Should contracts be read literally?
The court’s approach to interpretation of contracts
A lay person might be forgiven for thinking that a contract should “say what it means” and “mean what it says”. If that is the case, surely it is right that contracts should be read literally? At least that approach would give everyone certainty, wouldn’t it?
Well, the Court of Appeal sees it rather differently and here’s an example.
In Grimes v The Trustees of the Essex Farmers & Union Hunt [2017] EWCA Civ 361, the Court of Appeal considered (in a case relating to an agricultural holding) the validity of a notice to quit where the relevant clause relating to notices stated:
“Either party may serve any notice (including any notice in proceedings) on the other at the address given in the Particulars [at the beginning of the tenancy agreement] or such other address as has previously been notified in writing.”
The question here was whether the landlord could serve notice to quit on the tenant at the tenant’s address shown in the Particulars, even though the tenant had moved away from that address and had, many years previously, notified the landlord of that fact and given a new address.
In the County Court, the judge found that the literal meaning of the words were clear. The landlord could serve either at the address stated in the lease or at the new address supplied by the tenant.
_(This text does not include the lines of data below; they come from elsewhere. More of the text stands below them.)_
// This file is part of shoal, an interactive POSIX-style shell.
// Copyright (C) 2026 the shoal developers
//
// This program is free software: you can redistribute it and/or modify
// it under the terms of the GNU General Public License as published by
// the Free Software Foundation, either version 3 of the License, or
// (at your option) any later version.
//
// This program is distributed in the hope that it will be useful,
// but WITHOUT ANY WARRANTY; without even the implied warranty of
// MERCHANTABILITY or FITNESS FOR A PARTICULAR PURPOSE.  See the
// GNU General Public License for more details.
//
// You should have received a copy of the GNU General Public License
// along with this program.  If not, see <https://www.gnu.org/licenses/>.

//! Compound command execution

use super::{run_foreground_child, with_frame, Execute};
use crate::expansion::{self, expand_word, expand_words};
use crate::handle::Handle;
use crate::redir::{apply_redirs, undo_redirs};
use shoal_env::semantics::{Divert, ExitStatus, Result};
use shoal_env::stack::Frame;
use shoal_env::variable::Scope;
use shoal_env::Env;
use shoal_env::system::System;
use shoal_fnmatch::{Config, Pattern};
use shoal_syntax::source::Location;
use shoal_syntax::syntax::{
    CaseContinuation, CaseItem, CompoundCommand, FullCompoundCommand, List, TestBinaryOp,
    TestExpr, TestUnaryOp, Text, Word,
};
use std::ffi::CString;
use std::ops::ControlFlow::{Break, Continue};

impl Execute for FullCompoundCommand {
    fn execute(&self, env: &mut Env) -> Result {
        let saved = match apply_redirs(env, &self.redirs) {
            Ok(saved) => saved,
            Err(error) => return error.handle(env),
        };
        let result = self.command.execute(env);
        undo_redirs(env, saved);
        result
    }
}

impl Execute for CompoundCommand {
    fn execute(&self, env: &mut Env) -> Result {
        use CompoundCommand::*;
        match self {
            Grouping(body) => body.execute(env),
            Subshell(body) => execute_subshell(env, body),
            For { name, values, body } => execute_for(env, name, values.as_deref(), body),
            CStyleFor {
                init,
                condition,
                update,
                body,
            } => execute_c_style_for(
                env,
                init.as_ref(),
                condition.as_ref(),
                update.as_ref(),
                body,
            ),
            While { condition, body } => execute_loop(env, condition, body, false),
            Until { condition, body } => execute_loop(env, condition, body, true),
            If {
                condition,
                body,
                elifs,
                r#else,
            } => execute_if(env, condition, body, elifs, r#else.as_ref()),
            Case { subject, items } => execute_case(env, subject, items),
            Select { name, values, body } => execute_select(env, name, values.as_deref(), body),
            Arithmetic { expr, location } => execute_arithmetic(env, expr, location),
            DoubleBracket { expr, location } => execute_double_bracket(env, expr, location),
        }
    }
}

fn execute_subshell(env: &mut Env, body: &List) -> Result {
    let body = body.clone();
    let display = format!("({body})");
    let child = crate::subshell::start_subshell(env, move |env| {
        _ = body.execute(env);
    });
    match child {
        Ok(pid) => {
            env.exit_status = run_foreground_child(env, pid, display);
            Continue(())
        }
        Err(errno) => {
            env.print_simple_error(format_args!("cannot fork: {errno}"));
            env.exit_status = ExitStatus::FAILURE;
            Continue(())
        }
    }
}

/// Runs one iteration of a loop body, translating `break` and `continue`.
///
/// Returns `Break(flow)` to leave the whole loop, propagating outer-level
/// diverts as needed.
enum LoopFlow {
    NextIteration,
    ExitLoop,
    Propagate(Divert),
}

fn run_loop_body(env: &mut Env, body: &List) -> LoopFlow {
    match with_frame(env, Frame::Loop, |env| body.execute(env)) {
        Continue(()) => LoopFlow::NextIteration,
        Break(Divert::Break { count: 0 }) => LoopFlow::ExitLoop,
        Break(Divert::Break { count }) => LoopFlow::Propagate(Divert::Break { count: count - 1 }),
        Break(Divert::Continue { count: 0 }) => LoopFlow::NextIteration,
        Break(Divert::Continue { count }) => {
            LoopFlow::Propagate(Divert::Continue { count: count - 1 })
        }
        Break(other) => LoopFlow::Propagate(other),
    }
}

fn execute_for(env: &mut Env, name: &Word, values: Option<&[Word]>, body: &List) -> Result {
    let name = match name.to_string_if_literal() {
        Some(name) => name,
        None => match expand_word(env, name) {
            Ok((field, _)) => field.value,
            Err(error) => return error.handle(env),
        },
    };

    let values: Vec<String> = match values {
        Some(words) => match expand_words(env, words) {
            Ok((fields, _)) => fields.into_iter().map(|f| f.value).collect(),
            Err(error) => return error.handle(env),
        },
        None => env.variables.positional_params().to_vec(),
    };

    if values.is_empty() {
        env.exit_status = ExitStatus::SUCCESS;
        return Continue(());
    }

    for value in values {
        if let Err(error) = env.variables.assign_scalar(Scope::Global, name.clone(), value) {
            env.print_simple_error(format_args!("{error}"));
            env.exit_status = ExitStatus::FAILURE;
            return Continue(());
        }
        match run_loop_body(env, body) {
            LoopFlow::NextIteration => {}
            LoopFlow::ExitLoop => break,
            LoopFlow::Propagate(divert) => return Break(divert),
        }
    }
    Continue(())
}

fn execute_c_style_for(
    env: &mut Env,
    init: Option<&Text>,
    condition: Option<&Text>,
    update: Option<&Text>,
    body: &List,
) -> Result {
    if let Some(init) = init {
        eval_section(env, init)?;
    }
    loop {
        if let Some(condition) = condition {
            let value = with_frame(env, Frame::Condition, |env| eval_section(env, condition))?;
            if value == 0 {
                break;
            }
        }
        match run_loop_body(env, body) {
            LoopFlow::NextIteration => {}
            LoopFlow::ExitLoop => break,
            LoopFlow::Propagate(divert) => return Break(divert),
        }
        if let Some(update) = update {
            eval_section(env, update)?;
        }
    }
    Continue(())
}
The tenant could make appropriate arrangements for forwarding from the old address to the new one. The parties could have, if they wished, drafted the clause differently so that, on notification, the new address would be substituted for the old one, but they had not done so here. In such circumstances, the County Court judge felt that:
“What is not permissible in my firm conclusion is to take a clause which on its face says clearly that the lease address is a good address for service and interpret it as meaning that in some circumstances that address is not good for service, that it has ceased to be good for service. That would be going beyond the proper limits of an exercise of construction and going into the forbidden territory of re-writing a contract in different, perhaps fairer, terms. That is not a permissible exercise except where the alternative interpretation is a commercial absurdity, which for the reasons I have stated I do not consider to be the position here.”
Luckily for the tenant, the Court of Appeal disagreed with this approach, highlighting a couple of recent cases on interpretation of contracts that are highly relevant.
Firstly, in Arnold v Britton [2015] UKSC 36, [2015] AC 1619, the Supreme Court had held that:
“When interpreting a written contract, the court is concerned to identify the intention of the parties by reference to “what a reasonable person having all the background knowledge which would have been available to the parties would have understood them to be using the language in the contract to mean”, to quote Lord Hoffmann in Chartbrook Ltd v Persimmon Homes Ltd [2009] AC 1101, para 14. And it does so by focusing on the meaning of the relevant words … in their documentary, factual and commercial context. That meaning has to be assessed in the light of (i) the natural and ordinary meaning of the clause, (ii) any other relevant provisions of the lease, (iii) the overall purpose of the clause and the lease, (iv) the facts and circumstances known or assumed by the parties at the time that the document was executed, and (v) commercial common sense, but (vi) disregarding subjective evidence of any party’s intentions.”
In addition, in the very recent case of Wood v Capita Insurance Services Ltd [2017] UKSC 24, the Supreme Court put it like this:
“The court’s task is to ascertain the objective meaning of the language which the parties have chosen to express their agreement. It has long been accepted that this is not a literalist exercise focused solely on a parsing of the wording of the particular clause but that the court must consider the contract as a whole and, depending on the nature, formality and quality of drafting of the contract, give more or less weight to elements of the wider context in reaching its view as to that objective meaning.”
The upshot was that the Court of Appeal reached the following conclusions.
The landlord could have served a notice to quit at the old address at any time before the tenant notified the landlord of the change. That was the case, even if the tenant had moved out and even if the landlord knew that the tenant had moved out. The onus is on the tenant to notify of his change of address and if he fails to do so, he takes the risk of a notice not reaching him.
However, the Court of Appeal could not accept that it was still open to a landlord to serve at the old address, after notification by the tenant of the new address, despite the literal words of the clause in question.
In reaching that conclusion, it was considered that the normal meaning of “or” is disjunctive i.e. expressing a choice between two mutually exclusive possibilities. In a suitable context, it can be read as equivalent to “and”, or as expressing a non-exclusionary alternative equivalent to “and/or”. It was therefore natural to begin with a rebuttable presumption that the clause provides for service either at the address given in the Particulars or at such other address as has previously been notified in writing, but not at both. In this case, “or” was not intended by the parties to mean “and” or “and/or”. This meant that there could be only a single address for service: either the address in the lease or (instead of that address) a new address notified to the landlord.
To conclude, this case is one of a number over recent years that shows a shift away from literal interpretations of contracts, in favour of a more purposive approach. The objective meaning, following analysis of the background facts, holds the key to interpretation.
If common sense dictates otherwise, rely upon the literal words of a contract at your peril!